As a
San Diego Realtor I follow real estate market conditions closely, cringe at the
IndyMac closure, growl at
Countrywide and
Angelo Mozillo's excesses, and bitch incessantly about my own
database compatibility problems.
But that is all mostly beside the point.
Stumbling around blogs and net bits this evening, I discovered an interesting read by Craig S. Mullins with a yawningly boring title:
The Database Report – July 2008. (Those who consider me an interesting person might begin to re-evaluate that assessment for even tripping across something with a title like that.)
Buried within, though, are some interesting tidbits unearthed by author
Craig Mullins:
1.
The Most Influential People in IT?
In early April, eWeek Magazine published a list of the 100 people with the most influence on IT. At the top of that list was Oracle’s savvy CEO, Larry Ellison. He was slotted in at number one for his “plans to roll up the enterprise applications space” and for managing “to cement (Oracle’s) status as one of the world’s most important applications and middleware vendors.”
The only other interesting person on the list from the perspective of the database industry was at number twenty five, Henning Kagermann, Co-CEO of SAP.2.
MySQL Causing a Commotion in the Open Source Community (uh oh) MySQL’s plans to provide certain features only to paying customers caused somewhat of a dustup in the open source community.
In early April, officials at Sun Microsystems (which acquired MySQL last quarter), confirmed that new online backup capabilities will be offered only to MySQL Enterprise customers.

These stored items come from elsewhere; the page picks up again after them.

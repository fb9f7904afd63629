//! Dialect-aware relational data access for `MySQL` and `SQLite`.
//!
//! One shared value model, structured SQL builders that both emit and ingest
//! raw text, a pooled synchronous execution pipeline, typed result
//! materialization, and a declarative computed-property binder. Backend
//! syntax differences live behind the [`dialect::Dialect`] trait; driver
//! differences live behind [`provider::Provider`] factories.
//!
//! ```no_run
//! use sql_dataport::prelude::*;
//!
//! # fn main() -> Result<(), DataAccessError> {
//! let ctx = DataContext::open("sqlite", ":memory:")?;
//! ctx.execute_batch("create table account(id integer primary key, name text)")?;
//!
//! let mut cmd = ctx.command("insert into account(name) values(?)");
//! cmd.add_parameter("p1", SqlValue::Text("alice".into()));
//! let id = cmd.execute_scalar()?;
//! # let _ = id;
//! # Ok(())
//! # }
//! ```

pub mod binder;
pub mod builder;
pub mod command;
pub mod connection;
pub mod context;
pub mod dialect;
pub mod error;
pub mod params;
pub mod pool;
pub mod prelude;
pub mod provider;
pub mod reader;
pub mod transaction;
pub mod types;

#[cfg(feature = "mysql")]
mod mysql;
#[cfg(feature = "sqlite")]
mod sqlite;

pub use error::DataAccessError;
pub use types::{DatabaseType, SqlKind, SqlValue};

Predictably, this set the open source community and blogosphere on fire with anger and speculation. This is interesting news for the open source community because it makes it appear that MySQL is moving away from a true open source model to a proprietary model.
3. Our local favorite (at least until some other tech-savvy bloggers chime in;-). is ANTS Software, which Mullins noted as being in acquisition mode when it acquired
Inventa Technologies and sold its ANTS data server to Four J's (this under the helm of
ANTS CEO
Joe Kozak, below).
According to Mullins:
So ANTs is now out of the database server business, and Four J’s is in. So what does that mean for ANTs? ANTs will focus on its ANTs Compatibility Server. The ANTs Compatibility Server allows application code – queries, stored procedures and functions – from legacy databases to run natively and transparently against a new database with minimal or no modification or rewriting required. The acquisition of Inventa brings additional experienced professional services to the fold to deploy its Compatibility Server offerings.